On the Future: Prospects for Humanity
- Author: Martin Rees
- Language: English
- Genre: Science
- Published: October 16, 2018 (Princeton University Press)
- Publication place: United Kingdom
- Media type: Print (hardcover)
- Pages: 272
- ISBN: 9780691180441

= On the Future =

2018 book by Martin Rees

On the Future: Prospects for Humanity is a 2018 nonfiction book by British cosmologist and Astronomer Royal Martin Rees. It is a short, "big concept" book on the future of humanity and on potential dangers, such as nuclear warfare, climate change, biotech, and artificial intelligence, and the possibility of human extinction.

== Ideas ==
As with his 2003 Our Final Hour, Rees warns that human civilization faces grave existential risks.

Rees considers a scenario 20 years from now, where carbon dioxide levels have continued to rise, and where climate models have improved. There is a possibility the improved models will predict imminent catastrophe, in which case there might emerge political pressure to immediately deploy poorly-understood geo-engineering techniques. In order to mitigate this "nightmare" scenario, Rees advocates that we start exploring these techniques now, so as to better understand their limitations, risks, and side effects.

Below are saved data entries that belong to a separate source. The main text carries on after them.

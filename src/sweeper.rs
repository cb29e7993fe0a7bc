//! Background reclamation of abandoned uploads.

use chrono::{DateTime, Utc};
use std::{collections::HashSet, io::ErrorKind, path::Path, sync::Arc, time::Duration};
use tokio::{fs, sync::watch, task::JoinHandle};

use crate::engine::UploadEngine;
use crate::error::TusResult;
use crate::filesystem::{
    file_store::FileStore,
    session::{SessionState, UploadSession},
};

#[derive(Debug, Default, Clone, Copy, PartialEq, Eq)]
pub struct SweepReport {
    /// Unfinished sessions reclaimed after exceeding the TTL.
    pub expired: usize,
    /// Finalized sessions dropped after their grace period.
    pub pruned: usize,
    /// Temporary files with no session behind them.
    pub orphans: usize,
    pub failures: usize,
}

enum Verdict {
    Expire,
    Prune,
    Keep,
}

impl<S: FileStore> UploadEngine<S> {
    /// One pass over every session and the temp directory. A failure on one
    /// session is logged and counted; it never stops the pass.
    pub async fn sweep(&self, now: DateTime<Utc>) -> SweepReport {
        let mut report = SweepReport {
            failures: self.sessions().sync_records().await,
            ..Default::default()
        };
        let grace = chrono::Duration::from_std(self.config().finalized_grace).unwrap_or_else(|_| chrono::Duration::zero());

        for candidate in self.sessions().snapshots() {
            if matches!(self.verdict(&candidate, now, grace), Verdict::Keep) {
                continue;
            }

            // Waits out any in-flight chunk write or finalize.
            let guard = match self.sessions().lock(&candidate.id).await {
                Ok(guard) => guard,
                Err(_) => continue,
            };

            // Re-judge under the lock; the session may have moved on.
            let session = guard.session();
            let outcome = match self.verdict(&session, now, grace) {
                Verdict::Keep => continue,
                Verdict::Expire => self.expire(guard).await.map(|_| report.expired += 1),
                Verdict::Prune => guard.remove().await.map(|_| report.pruned += 1),
            };

            match outcome {
                Ok(()) => tracing::debug!(session_id = %session.id, state = ?session.state, "swept upload session"),
                Err(e) => {
                    report.failures += 1;
                    tracing::warn!(session_id = %session.id, error = %e, "failed to sweep upload session");
                }
            }
        }

        match self.sweep_orphans(now, &mut report).await {
            Ok(()) => {}
            Err(e) => {
                report.failures += 1;
                tracing::warn!(error = %e, "failed to scan temporary directory");
            }
        }

        if report != SweepReport::default() {
            tracing::info!(
                expired = report.expired,
                pruned = report.pruned,
                orphans = report.orphans,
                failures = report.failures,
                "upload sweep finished"
            );
        }

        report
    }

    fn verdict(
        &self,
        session: &UploadSession,
        now: DateTime<Utc>,
        grace: chrono::Duration,
    ) -> Verdict {
        match session.state {
            SessionState::Active | SessionState::Completed if self.is_expired(session, now) => Verdict::Expire,
            SessionState::Expired => Verdict::Expire,
            SessionState::Finalized
                if session
                    .last_activity_at
                    .checked_add_signed(grace)
                    .map_or(false, |at| at <= now) =>
            {
                Verdict::Prune
            }
            _ => Verdict::Keep,
        }
    }

    async fn sweep_orphans(&self, now: DateTime<Utc>, report: &mut SweepReport) -> TusResult<()> {
        let store = self.sessions();
        let known: HashSet<String> = store.snapshots().into_iter().map(|s| s.id).collect();
        let cutoff = now.checked_sub_signed(self.ttl()).unwrap_or(now);

        let mut entries = fs::read_dir(store.root()).await?;
        while let Some(entry) = entries.next_entry().await? {
            let path = entry.path();
            let Some(id) = session_id_of(&path) else {
                continue;
            };

            if known.contains(id) || store.contains(id) {
                continue;
            }

            let modified: DateTime<Utc> = match entry.metadata().await.and_then(|m| m.modified()) {
                Ok(modified) => modified.into(),
                Err(e) => {
                    report.failures += 1;
                    tracing::warn!(path = %path.display(), error = %e, "failed to stat temporary file");
                    continue;
                }
            };

            if modified > cutoff {
                continue;
            }

            match fs::remove_file(&path).await {
                Ok(()) => {
                    report.orphans += 1;
                    tracing::debug!(path = %path.display(), "removed orphaned temporary file");
                }
                Err(e) if e.kind() == ErrorKind::NotFound => {}
                Err(e) => {
                    report.failures += 1;
                    tracing::warn!(path = %path.display(), error = %e, "failed to remove orphaned temporary file");
                }
            }
        }

        Ok(())
    }
}

/// `<id>`, `<id>.info` and `<id>.info.tmp` all belong to session `<id>`.
fn session_id_of(path: &Path) -> Option<&str> {
    let name = path.file_name()?.to_str()?;
    name.split('.').next().filter(|id| !id.is_empty())
}

/// Handle to the periodic sweep task.
pub struct ExpirySweeper {
    shutdown: watch::Sender<bool>,
    handle: JoinHandle<()>,
}

impl ExpirySweeper {
    pub fn spawn<S>(engine: Arc<UploadEngine<S>>, every: Duration) -> Self
    where
        S: FileStore + 'static,
    {
        let (shutdown, mut stop) = watch::channel(false);

        let handle = tokio::spawn(async move {
            let mut interval = tokio::time::interval(every);
            interval.set_missed_tick_behavior(tokio::time::MissedTickBehavior::Delay);

            loop {
                tokio::select! {
                    _ = interval.tick() => {
                        engine.sweep(Utc::now()).await;
                    }
                    _ = stop.changed() => break,
                }
            }

            let failures = engine.sessions().sync_records().await;
            if failures > 0 {
                tracing::warn!(failures, "session records left unwritten at shutdown");
            }

            tracing::debug!("expiry sweeper stopped");
        });

        Self { shutdown, handle }
    }

    pub async fn shutdown(self) {
        let _ = self.shutdown.send(true);
        if let Err(e) = self.handle.await {
            tracing::warn!(error = %e, "expiry sweeper task ended abnormally");
        }
    }
}
//! Registry of in-progress upload sessions.
//!
//! Every session owns an exclusive async lock. All mutations go through a
//! [`SessionGuard`] obtained from [`SessionStore::lock`], so the chunk writer,
//! the finalize pipeline and the sweeper can never race on the same record.
//! Readers get an atomically swapped snapshot and never wait on the lock.

use chrono::{DateTime, TimeZone, Utc};
use parking_lot::RwLock;
use std::{
    collections::HashMap,
    io::ErrorKind,
    path::{Path, PathBuf},
    sync::{
        atomic::{AtomicBool, AtomicI64, Ordering},
        Arc,
    },
};
use tokio::{
    fs,
    sync::{Mutex, OwnedMutexGuard},
};
use uuid::Uuid;

use super::{
    metadata::Metadata,
    session::{ChunkRange, SessionState, UploadSession},
};
use crate::error::{TusError, TusResult};

const RECORD_EXTENSION: &str = "info";

struct SessionSlot {
    lock: Arc<Mutex<()>>,
    record: RwLock<Arc<UploadSession>>,
    /// Millisecond timestamp bumped by status queries, which never take the lock.
    touched_at: AtomicI64,
    /// The in-memory record is ahead of the one on disk.
    unsynced: AtomicBool,
    removed: AtomicBool,
}

impl SessionSlot {
    fn new(session: UploadSession) -> Self {
        let touched_at = session.last_activity_at.timestamp_millis();

        Self {
            lock: Arc::new(Mutex::new(())),
            record: RwLock::new(Arc::new(session)),
            touched_at: AtomicI64::new(touched_at),
            unsynced: AtomicBool::new(false),
            removed: AtomicBool::new(false),
        }
    }

    fn snapshot(&self) -> UploadSession {
        let mut session = UploadSession::clone(&self.record.read());
        let touched = self.touched_at.load(Ordering::Acquire);

        if touched > session.last_activity_at.timestamp_millis() {
            if let Some(at) = Utc.timestamp_millis_opt(touched).single() {
                session.last_activity_at = at;
            }
        }

        session
    }

    fn touch(&self, at: DateTime<Utc>) {
        self.touched_at.fetch_max(at.timestamp_millis(), Ordering::AcqRel);
    }

    fn needs_sync(&self) -> bool {
        self.unsynced.load(Ordering::Acquire)
            || self.touched_at.load(Ordering::Acquire) > self.record.read().last_activity_at.timestamp_millis()
    }
}

pub struct SessionStore {
    root: PathBuf,
    sessions: RwLock<HashMap<String, Arc<SessionSlot>>>,
}

impl SessionStore {
    /// Opens the store rooted at `root`, creating the directory if needed.
    /// Call [`SessionStore::restore`] afterwards to pick up surviving sessions.
    pub async fn open(root: impl AsRef<Path>) -> TusResult<Self> {
        let root = root.as_ref().to_path_buf();
        fs::create_dir_all(&root).await?;

        Ok(Self {
            root,
            sessions: RwLock::new(HashMap::new()),
        })
    }

    pub fn root(&self) -> &Path {
        &self.root
    }

    pub fn artifact_path(&self, id: &str) -> PathBuf {
        self.root.join(id)
    }

    pub fn record_path(&self, id: &str) -> PathBuf {
        self.root.join(id).with_extension(RECORD_EXTENSION)
    }

    /// Allocates a session in `Active` with an empty temporary artifact.
    pub async fn create(&self, declared_length: i64, metadata: Metadata) -> TusResult<UploadSession> {
        let declared_length = u64::try_from(declared_length)
            .map_err(|_| TusError::InvalidLength(declared_length))?;

        let id = Uuid::new_v4().simple().to_string();
        let temp_path = self.artifact_path(&id);

        fs::OpenOptions::new()
            .write(true)
            .create_new(true)
            .open(&temp_path)
            .await?;

        let session = UploadSession::new(id.clone(), declared_length, metadata, temp_path.clone());

        if let Err(e) = self.persist(&session).await {
            let _ = fs::remove_file(&temp_path).await;
            return Err(e);
        }

        self.sessions
            .write()
            .insert(id, Arc::new(SessionSlot::new(session.clone())));

        Ok(session)
    }

    pub fn get(&self, id: &str) -> TusResult<UploadSession> {
        self.slot(id).map(|slot| slot.snapshot())
    }

    /// Records read activity on a session without taking its write lock.
    pub fn touch(&self, id: &str) -> TusResult<UploadSession> {
        let slot = self.slot(id)?;
        slot.touch(Utc::now());
        Ok(slot.snapshot())
    }

    /// Waits for the session's exclusive lock.
    pub async fn lock(&self, id: &str) -> TusResult<SessionGuard<'_>> {
        let slot = self.slot(id)?;
        let held = Arc::clone(&slot.lock).lock_owned().await;

        // The sweeper or a cancel may have won the race for the lock.
        if slot.removed.load(Ordering::Acquire) {
            return Err(TusError::NotFound(id.to_string()));
        }

        Ok(SessionGuard {
            store: self,
            slot,
            _held: held,
        })
    }

    /// Writes a status touch through to the session record if the lock is
    /// free. A held lock means a writer is mid-operation; whatever it leaves
    /// unwritten is picked up by [`SessionStore::sync_records`].
    pub async fn persist_activity(&self, id: &str) -> TusResult<()> {
        let slot = self.slot(id)?;
        let Ok(held) = Arc::clone(&slot.lock).try_lock_owned() else {
            return Ok(());
        };

        if slot.removed.load(Ordering::Acquire) || !slot.needs_sync() {
            return Ok(());
        }

        let mut guard = SessionGuard {
            store: self,
            slot,
            _held: held,
        };
        guard.sync().await
    }

    /// Rewrites every record that lags behind its in-memory session: touches
    /// made while the lock was busy and commits whose record write failed.
    /// Returns how many records still could not be written.
    pub async fn sync_records(&self) -> usize {
        let pending: Vec<String> = self
            .sessions
            .read()
            .iter()
            .filter(|(_, slot)| slot.needs_sync())
            .map(|(id, _)| id.clone())
            .collect();

        let mut failures = 0;
        for id in pending {
            let mut guard = match self.lock(&id).await {
                Ok(guard) => guard,
                Err(_) => continue,
            };

            if let Err(e) = guard.sync().await {
                failures += 1;
                tracing::warn!(session_id = %id, error = %e, "failed to write session record");
            }
        }

        failures
    }

    pub fn snapshots(&self) -> Vec<UploadSession> {
        self.sessions
            .read()
            .values()
            .map(|slot| slot.snapshot())
            .collect()
    }

    pub fn contains(&self, id: &str) -> bool {
        self.sessions.read().contains_key(id)
    }

    pub fn len(&self) -> usize {
        self.sessions.read().len()
    }

    pub fn is_empty(&self) -> bool {
        self.len() == 0
    }

    /// Reloads every persisted record under the root. Records are
    /// authoritative: trailing bytes past `received_offset` are truncated, and
    /// unfinished sessions whose artifact went missing are dropped.
    pub async fn restore(&self) -> TusResult<usize> {
        let mut entries = fs::read_dir(&self.root).await?;
        let mut restored = 0;

        while let Some(entry) = entries.next_entry().await? {
            let path = entry.path();
            if path.extension().and_then(|e| e.to_str()) != Some(RECORD_EXTENSION) {
                continue;
            }

            let session = match read_record(&path).await {
                Ok(session) => session,
                Err(e) => {
                    tracing::warn!(path = %path.display(), error = %e, "skipping unreadable session record");
                    continue;
                }
            };

            match self.reconcile(session).await {
                Ok(Some(session)) => {
                    tracing::debug!(session_id = %session.id, state = ?session.state, "restored upload session");
                    self.sessions
                        .write()
                        .insert(session.id.clone(), Arc::new(SessionSlot::new(session)));
                    restored += 1;
                }
                Ok(None) => {}
                Err(e) => {
                    tracing::warn!(path = %path.display(), error = %e, "failed to restore session record");
                }
            }
        }

        if restored > 0 {
            tracing::info!(count = restored, "restored upload sessions");
        }

        Ok(restored)
    }

    async fn reconcile(&self, session: UploadSession) -> TusResult<Option<UploadSession>> {
        match session.state {
            SessionState::Finalized => Ok(Some(session)),
            SessionState::Expired => {
                self.discard_files(&session.id).await;
                Ok(None)
            }
            SessionState::Active | SessionState::Completed => {
                let artifact = self.artifact_path(&session.id);
                let on_disk = match fs::metadata(&artifact).await {
                    Ok(meta) => Some(meta.len()),
                    Err(e) if e.kind() == ErrorKind::NotFound => None,
                    Err(e) => return Err(e.into()),
                };

                match on_disk {
                    Some(len) if len >= session.received_offset => {
                        if len > session.received_offset {
                            let file = fs::OpenOptions::new().write(true).open(&artifact).await?;
                            file.set_len(session.received_offset).await?;
                        }
                        Ok(Some(UploadSession {
                            temp_path: Some(artifact),
                            ..session
                        }))
                    }
                    _ => {
                        tracing::warn!(session_id = %session.id, "temporary artifact lost, dropping session");
                        self.discard_files(&session.id).await;
                        Ok(None)
                    }
                }
            }
        }
    }

    async fn discard_files(&self, id: &str) {
        for path in [self.artifact_path(id), self.record_path(id)] {
            if let Err(e) = fs::remove_file(&path).await {
                if e.kind() != ErrorKind::NotFound {
                    tracing::warn!(path = %path.display(), error = %e, "failed to remove session file");
                }
            }
        }
    }

    fn slot(&self, id: &str) -> TusResult<Arc<SessionSlot>> {
        self.sessions
            .read()
            .get(id)
            .cloned()
            .ok_or_else(|| TusError::NotFound(id.to_string()))
    }

    async fn persist(&self, session: &UploadSession) -> TusResult<()> {
        let record = self.record_path(&session.id);
        let staging = record.with_extension("info.tmp");

        fs::write(&staging, serde_json::to_vec(session)?).await?;
        fs::rename(&staging, &record).await?;

        Ok(())
    }
}

async fn read_record(path: &Path) -> TusResult<UploadSession> {
    let raw = fs::read(path).await?;
    Ok(serde_json::from_slice(&raw)?)
}

/// Exclusive access to one session. Dropping the guard releases the lock.
pub struct SessionGuard<'a> {
    store: &'a SessionStore,
    slot: Arc<SessionSlot>,
    _held: OwnedMutexGuard<()>,
}

impl SessionGuard<'_> {
    pub fn session(&self) -> UploadSession {
        self.slot.snapshot()
    }

    /// Moves `received_offset` forward by exactly `applied.length`.
    /// The single place where offset monotonicity is enforced.
    pub async fn advance_offset(&mut self, applied: ChunkRange) -> TusResult<UploadSession> {
        let mut session = self.session();

        if applied.offset != session.received_offset {
            return Err(TusError::OffsetMismatch {
                expected: session.received_offset,
                actual: applied.offset,
            });
        }

        let new_offset = applied.offset + applied.length;
        if new_offset > session.declared_length {
            return Err(TusError::OverLength {
                declared: session.declared_length,
                attempted: new_offset,
            });
        }

        session.received_offset = new_offset;
        session.last_chunk = Some(applied);
        session.last_activity_at = Utc::now();

        self.commit(session).await
    }

    pub async fn mark_state(&mut self, state: SessionState) -> TusResult<UploadSession> {
        let mut session = self.session();
        check_transition(session.state, state)?;

        session.state = state;
        session.last_activity_at = Utc::now();

        self.commit(session).await
    }

    /// `Completed -> Finalized`, recording where the bytes went.
    ///
    /// The artifact has already left the temp directory when this runs, so the
    /// in-memory session moves first and stays `Finalized` even if the record
    /// write fails. The record is then flagged for [`SessionStore::sync_records`]
    /// and the write error is returned.
    pub async fn mark_finalized(&mut self, permanent_id: String) -> TusResult<UploadSession> {
        let mut session = self.session();
        check_transition(session.state, SessionState::Finalized)?;

        session.state = SessionState::Finalized;
        session.permanent_id = Some(permanent_id);
        session.temp_path = None;
        session.last_activity_at = Utc::now();

        *self.slot.record.write() = Arc::new(session.clone());

        if let Err(e) = self.store.persist(&session).await {
            self.slot.unsynced.store(true, Ordering::Release);
            return Err(e);
        }

        self.slot.unsynced.store(false, Ordering::Release);
        Ok(session)
    }

    /// Records activity without changing anything else.
    pub fn touch(&self) {
        self.slot.touch(Utc::now());
    }

    /// Drops the session from the registry and deletes its record file.
    /// The temporary artifact is left for the caller to dispose of.
    pub async fn remove(self) -> TusResult<UploadSession> {
        let session = self.session();

        self.slot.removed.store(true, Ordering::Release);
        self.store.sessions.write().remove(&session.id);

        match fs::remove_file(self.store.record_path(&session.id)).await {
            Ok(()) => Ok(session),
            Err(e) if e.kind() == ErrorKind::NotFound => Ok(session),
            Err(e) => Err(e.into()),
        }
    }

    async fn sync(&mut self) -> TusResult<()> {
        let session = self.session();
        self.commit(session).await.map(|_| ())
    }

    async fn commit(&mut self, session: UploadSession) -> TusResult<UploadSession> {
        self.store.persist(&session).await?;
        *self.slot.record.write() = Arc::new(session.clone());
        self.slot.unsynced.store(false, Ordering::Release);
        Ok(session)
    }
}

fn check_transition(from: SessionState, to: SessionState) -> TusResult<()> {
    if from.can_transition_to(to) {
        Ok(())
    } else {
        Err(TusError::IllegalTransition { from, to })
    }
}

Other risks include nuclear war, an asteroid strike, rogue biotechnology, or artificial intelligence. Rees advocates that nations empower supra-national institutions to better collaborate against such risks, a difficult task given the populist trends against globalism. Some scholars, such as Stephen Hawking, have advocated space colonization as a way to mitigate existential risk; Rees breaks with Hawking on this matter and criticizes space colonization as "a dangerous delusion to think that space offers an escape from Earth's problems".

== Reception ==
Vanity Fair assessed the book as "uncontroversial... written in a way that's accessible to the general reader, and sprinkled with moments of infectious awe." Scientific American recommended the book as a "spirited assessment of technology's role in shaping our future". Engineering & Technology assessed it as "short, but persuasive". A New Statesman review stated "Remarkably, what seems like an extended state-of-the-planet essay does not feel as depressing as it ought: Rees dispenses his apocalyptic overview of the coming decades like cocktail party wisdom". The Financial Times called it "crisply written"; Publishers Weekly called it "far-ranging but easily understood". Kirkus Reviews called it "A book to be read by anyone on Earth who cares about its future."

On November 23, 2018, the Israeli newspaper Yediot Aharonot reported that during a tense parliamentary debate in the Knesset, Prime Minister Netanyahu was observed engrossed in a copy of On The Future, marking passages and writing notes, and only occasionally raising his head to follow the ongoing debate in the plenum.